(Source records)
★ ★ ★ ★ ★ ★ ★

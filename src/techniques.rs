use std::io;
use std::net::{IpAddr, Ipv4Addr};
use std::time::{Duration, Instant};

use anyhow::{anyhow, Context, Result};
use log::{debug, warn};
use pnet::packet::ip::IpNextHeaderProtocols;
use pnet::packet::ipv4::{self, Ipv4Flags, Ipv4Packet, MutableIpv4Packet};
use pnet::packet::tcp::{self, MutableTcpPacket, TcpFlags};
use pnet::transport::{
    self, transport_channel, TransportChannelType::Layer4, TransportProtocol::Ipv4 as Ipv4Proto,
};
use rand::{thread_rng, Rng};
use tokio::io::{AsyncReadExt, AsyncWriteExt};
use tokio::net::{TcpStream, UdpSocket};
use tokio::time::timeout;

use crate::models::{ScanResult, ScanState};
use crate::probes::ProbeCatalogue;
use crate::utils;

const DIAL_TIMEOUT: Duration = Duration::from_secs(2);
const LIVENESS_TIMEOUT: Duration = Duration::from_millis(100);
const PROBE_READ_TIMEOUT: Duration = Duration::from_secs(3);
const PROBE_BUFFER_SIZE: usize = 4096;
const SYN_REPLY_TIMEOUT: Duration = Duration::from_secs(2);
const UDP_TIMEOUT: Duration = Duration::from_secs(2);
const UDP_BUFFER_SIZE: usize = 512;

const IPV4_HEADER_LEN: usize = 20;
const TCP_HEADER_LEN: usize = 20;

fn result(host: &str, port: u16, state: ScanState, service: String) -> ScanResult {
    ScanResult {
        host: host.to_string(),
        port,
        state,
        service,
    }
}

/// What the probe loop learned from an established connection
enum ServiceProbe {
    /// A match identified the service by name
    Identified(String),
    /// The peer answered but nothing matched; the raw banner is the result
    Banner(Vec<u8>),
    /// Every probe went unanswered
    Silent,
    /// The connection died mid-probe
    Reset,
}

/// Probe one port with a full TCP connect, then run service detection on
/// the open socket.
///
/// Dial errors classify the port directly: a timeout or unreachable network
/// is `Filtered`, an active refusal is `Closed`.
pub async fn connect_probe(host: &str, port: u16, catalogue: &ProbeCatalogue) -> ScanResult {
    let address = format!("{}:{}", host, port);

    let stream = match timeout(DIAL_TIMEOUT, TcpStream::connect(address.as_str())).await {
        Ok(Ok(stream)) => stream,
        Ok(Err(e)) if e.kind() == io::ErrorKind::ConnectionRefused => {
            debug!("[connect:{}:{}] connection refused", host, port);
            return result(host, port, ScanState::Closed, String::new());
        }
        Ok(Err(e)) => {
            debug!("[connect:{}:{}] dial error: {}", host, port, e);
            return result(host, port, ScanState::Filtered, String::new());
        }
        Err(_) => {
            debug!("[connect:{}:{}] dial timed out", host, port);
            return result(host, port, ScanState::Filtered, String::new());
        }
    };

    match probe_service(stream, host, port, catalogue).await {
        ServiceProbe::Identified(name) => result(host, port, ScanState::Open, name),
        ServiceProbe::Banner(bytes) => {
            let banner = String::from_utf8_lossy(&bytes).into_owned();
            result(host, port, ScanState::Open, banner)
        }
        ServiceProbe::Silent => result(host, port, ScanState::Open, String::new()),
        ServiceProbe::Reset => result(host, port, ScanState::Closed, String::new()),
    }
}

/// Drive the catalogue's TCP probes, in file order, over one connection.
/// Dropping the stream closes the socket on every exit path.
async fn probe_service(
    mut stream: TcpStream,
    host: &str,
    port: u16,
    catalogue: &ProbeCatalogue,
) -> ServiceProbe {
    // A reverse proxy with no backend accepts the handshake and resets
    // immediately. A short peek flushes that out without consuming banner
    // bytes; having nothing queued yet is benign.
    let mut liveness = [0u8; 1];
    match timeout(LIVENESS_TIMEOUT, stream.peek(&mut liveness)).await {
        Err(_) => {}
        Ok(Ok(n)) if n > 0 => {}
        Ok(_) => {
            debug!("[connect:{}:{}] peer reset right after handshake", host, port);
            return ServiceProbe::Reset;
        }
    }

    let mut buffer = vec![0u8; PROBE_BUFFER_SIZE];
    for probe in catalogue.tcp_probes() {
        if !probe.data.is_empty() {
            if let Err(e) = stream.write_all(&probe.data).await {
                debug!(
                    "[connect:{}:{}] write failed during probe {}: {}",
                    host, port, probe.name, e
                );
                return ServiceProbe::Reset;
            }
        }

        let n = match timeout(PROBE_READ_TIMEOUT, stream.read(&mut buffer)).await {
            Err(_) => continue,
            Ok(Ok(0)) => continue,
            Ok(Ok(n)) => n,
            Ok(Err(e)) => {
                debug!(
                    "[connect:{}:{}] read failed during probe {}: {}",
                    host, port, probe.name, e
                );
                return ServiceProbe::Reset;
            }
        };

        let response = &buffer[..n];
        for m in &probe.matches {
            if m.pattern.is_match(response) {
                debug!(
                    "[connect:{}:{}] probe {} identified service {}",
                    host, port, probe.name, m.service_name
                );
                return ServiceProbe::Identified(m.service_name.clone());
            }
        }
        // The peer answered but no pattern recognized it; the raw banner is
        // more useful than trying further probes on a consumed conversation.
        return ServiceProbe::Banner(response.to_vec());
    }

    ServiceProbe::Silent
}

/// Validate prerequisites for SYN scanning: a usable source interface and
/// permission to open a layer-4 raw channel. Called once per process; the
/// outcome is memoized by the task driver.
pub fn init_syn_scan() -> Result<()> {
    if utils::find_source_ipv4().is_none() {
        return Err(anyhow!("no usable network interface found for SYN scan"));
    }
    let protocol = Layer4(Ipv4Proto(IpNextHeaderProtocols::Tcp));
    transport_channel(4096, protocol)
        .map(|_| ())
        .map_err(|e| anyhow!("SYN scan requires root/administrator privileges: {}", e))
}

/// Probe one port with a half-open SYN scan.
///
/// Never populates `service`; SYN scanning operates below the application
/// layer.
pub async fn syn_probe(host: &str, port: u16) -> ScanResult {
    let Some(dst_ip) = utils::resolve_ipv4(host).await else {
        debug!("[syn:{}:{}] no IPv4 address for target", host, port);
        return result(host, port, ScanState::Filtered, String::new());
    };

    // The raw receive loop is blocking; keep it off the async workers.
    let state = tokio::task::spawn_blocking(move || raw_syn_probe(dst_ip, port))
        .await
        .unwrap_or(ScanState::Filtered);
    result(host, port, state, String::new())
}

/// Send a raw SYN and classify the port by the first relevant reply:
/// SYN-ACK means open, RST means closed, silence or any local failure
/// means filtered.
fn raw_syn_probe(dst_ip: Ipv4Addr, port: u16) -> ScanState {
    let Some(src_ip) = utils::find_source_ipv4() else {
        return ScanState::Filtered;
    };

    let protocol = Layer4(Ipv4Proto(IpNextHeaderProtocols::Tcp));
    let (mut tx, mut rx) = match transport_channel(4096, protocol) {
        Ok(channel) => channel,
        Err(e) => {
            warn!("[syn:{}:{}] cannot open raw channel: {}", dst_ip, port, e);
            return ScanState::Filtered;
        }
    };

    let src_port = utils::random_source_port();
    let mut packet_buf = [0u8; IPV4_HEADER_LEN + TCP_HEADER_LEN];
    build_syn_packet(&mut packet_buf, src_ip, dst_ip, src_port, port);

    let Some(packet) = Ipv4Packet::new(&packet_buf) else {
        return ScanState::Filtered;
    };
    if tx.send_to(packet, IpAddr::V4(dst_ip)).is_err() {
        return ScanState::Filtered;
    }
    debug!("[syn:{}:{}] SYN sent from source port {}", dst_ip, port, src_port);

    // Only replies from the probed endpoint back to our source port count,
    // the in-code equivalent of a capture filter on src/dst host and port.
    let deadline = Instant::now() + SYN_REPLY_TIMEOUT;
    let mut iter = transport::tcp_packet_iter(&mut rx);
    loop {
        let remaining = deadline.saturating_duration_since(Instant::now());
        if remaining.is_zero() {
            debug!("[syn:{}:{}] no reply before timeout", dst_ip, port);
            return ScanState::Filtered;
        }
        match iter.next_with_timeout(remaining) {
            Ok(Some((reply, addr))) => {
                if addr != IpAddr::V4(dst_ip)
                    || reply.get_source() != port
                    || reply.get_destination() != src_port
                {
                    continue;
                }
                let flags = reply.get_flags();
                debug!("[syn:{}:{}] reply flags {:#04x}", dst_ip, port, flags);
                if flags & TcpFlags::SYN != 0 && flags & TcpFlags::ACK != 0 {
                    return ScanState::Open;
                }
                if flags & TcpFlags::RST != 0 {
                    return ScanState::Closed;
                }
                // unexpected flags, keep listening until the deadline
            }
            Ok(None) => {}
            Err(e) => {
                debug!("[syn:{}:{}] receive error: {}", dst_ip, port, e);
                return ScanState::Filtered;
            }
        }
    }
}

/// Fill `buf` with a complete IPv4+TCP SYN packet. The TCP checksum covers
/// the IPv4 pseudo-header; the IP checksum is computed last.
fn build_syn_packet(buf: &mut [u8], src_ip: Ipv4Addr, dst_ip: Ipv4Addr, src_port: u16, dst_port: u16) {
    let total_len = buf.len();
    {
        let mut tcp_header = MutableTcpPacket::new(&mut buf[IPV4_HEADER_LEN..]).unwrap();
        tcp_header.set_source(src_port);
        tcp_header.set_destination(dst_port);
        tcp_header.set_sequence(thread_rng().gen());
        tcp_header.set_acknowledgement(0);
        tcp_header.set_data_offset((TCP_HEADER_LEN / 4) as u8);
        tcp_header.set_flags(TcpFlags::SYN);
        tcp_header.set_window(64240);
        tcp_header.set_urgent_ptr(0);
        let checksum = tcp::ipv4_checksum(&tcp_header.to_immutable(), &src_ip, &dst_ip);
        tcp_header.set_checksum(checksum);
    }
    {
        let mut ip_header = MutableIpv4Packet::new(buf).unwrap();
        ip_header.set_version(4);
        ip_header.set_header_length((IPV4_HEADER_LEN / 4) as u8);
        ip_header.set_total_length(total_len as u16);
        ip_header.set_ttl(64);
        ip_header.set_next_level_protocol(IpNextHeaderProtocols::Tcp);
        ip_header.set_source(src_ip);
        ip_header.set_destination(dst_ip);
        ip_header.set_identification(thread_rng().gen());
        ip_header.set_flags(Ipv4Flags::DontFragment);
        let checksum = ipv4::checksum(&ip_header.to_immutable());
        ip_header.set_checksum(checksum);
    }
}

/// Validate prerequisites for UDP scanning: basic name resolution works.
/// No elevated privileges are needed for datagram sockets.
pub async fn init_udp_scan() -> Result<()> {
    tokio::net::lookup_host("localhost:0")
        .await
        .map(|_| ())
        .context("UDP scan requires network resolution capability")
}

/// Probe one port with a UDP datagram.
///
/// UDP gives no handshake to lean on: a response means open, an ICMP
/// unreachable surfaced as a socket error means closed, and silence is the
/// ambiguous `Open|Filtered`. Never populates `service`.
pub async fn udp_probe(host: &str, port: u16) -> ScanResult {
    let state = udp_probe_state(host, port).await;
    result(host, port, state, String::new())
}

async fn udp_probe_state(host: &str, port: u16) -> ScanState {
    let address = format!("{}:{}", host, port);

    let socket = match UdpSocket::bind("0.0.0.0:0").await {
        Ok(socket) => socket,
        Err(e) => {
            debug!("[udp:{}:{}] bind error: {}", host, port, e);
            return ScanState::Closed;
        }
    };

    match timeout(UDP_TIMEOUT, socket.connect(address.as_str())).await {
        Ok(Ok(())) => {}
        Ok(Err(e)) => {
            debug!("[udp:{}:{}] connect error: {}", host, port, e);
            return ScanState::Closed;
        }
        Err(_) => return ScanState::OpenFiltered,
    }

    // single zero byte, enough to provoke a reply or an ICMP error
    if socket.send(&[0]).await.is_err() {
        return ScanState::OpenFiltered;
    }

    let mut buffer = [0u8; UDP_BUFFER_SIZE];
    match timeout(UDP_TIMEOUT, socket.recv(&mut buffer)).await {
        Err(_) => ScanState::OpenFiltered,
        Ok(Ok(n)) if n > 0 => {
            debug!("[udp:{}:{}] received {} byte response", host, port, n);
            ScanState::Open
        }
        Ok(Ok(_)) => ScanState::OpenFiltered,
        Ok(Err(e)) => {
            debug!("[udp:{}:{}] recv error: {}", host, port, e);
            ScanState::Closed
        }
    }
}

#[cfg(test)]
mod tests {
    use super::*;
    use pnet::packet::tcp::TcpPacket;
    use pnet::packet::Packet;

    #[test]
    fn syn_packet_is_well_formed() {
        let src = Ipv4Addr::new(192, 168, 1, 10);
        let dst = Ipv4Addr::new(192, 0, 2, 80);
        let mut buf = [0u8; IPV4_HEADER_LEN + TCP_HEADER_LEN];
        build_syn_packet(&mut buf, src, dst, 40123, 443);

        let ip = Ipv4Packet::new(&buf).unwrap();
        assert_eq!(ip.get_version(), 4);
        assert_eq!(ip.get_ttl(), 64);
        assert_eq!(ip.get_source(), src);
        assert_eq!(ip.get_destination(), dst);
        assert_eq!(ip.get_next_level_protocol(), IpNextHeaderProtocols::Tcp);
        assert_eq!(ip.get_total_length() as usize, buf.len());
        assert_eq!(ipv4::checksum(&ip), ip.get_checksum());

        let tcp_segment = TcpPacket::new(ip.payload()).unwrap();
        assert_eq!(tcp_segment.get_source(), 40123);
        assert_eq!(tcp_segment.get_destination(), 443);
        assert_eq!(tcp_segment.get_flags(), TcpFlags::SYN);
        assert_eq!(
            tcp::ipv4_checksum(&tcp_segment, &src, &dst),
            tcp_segment.get_checksum()
        );
    }

    #[tokio::test]
    async fn udp_init_passes_on_loopback() {
        assert!(init_udp_scan().await.is_ok());
    }
}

★ ★ ★ ★ ★ ★ ★

● WHAT TO PRODUCE
Copy each line from the data above that includes "continue".

● EXERCISE SOLUTION
            Err(_) => continue,
            Ok(Ok(0)) => continue,
                    continue;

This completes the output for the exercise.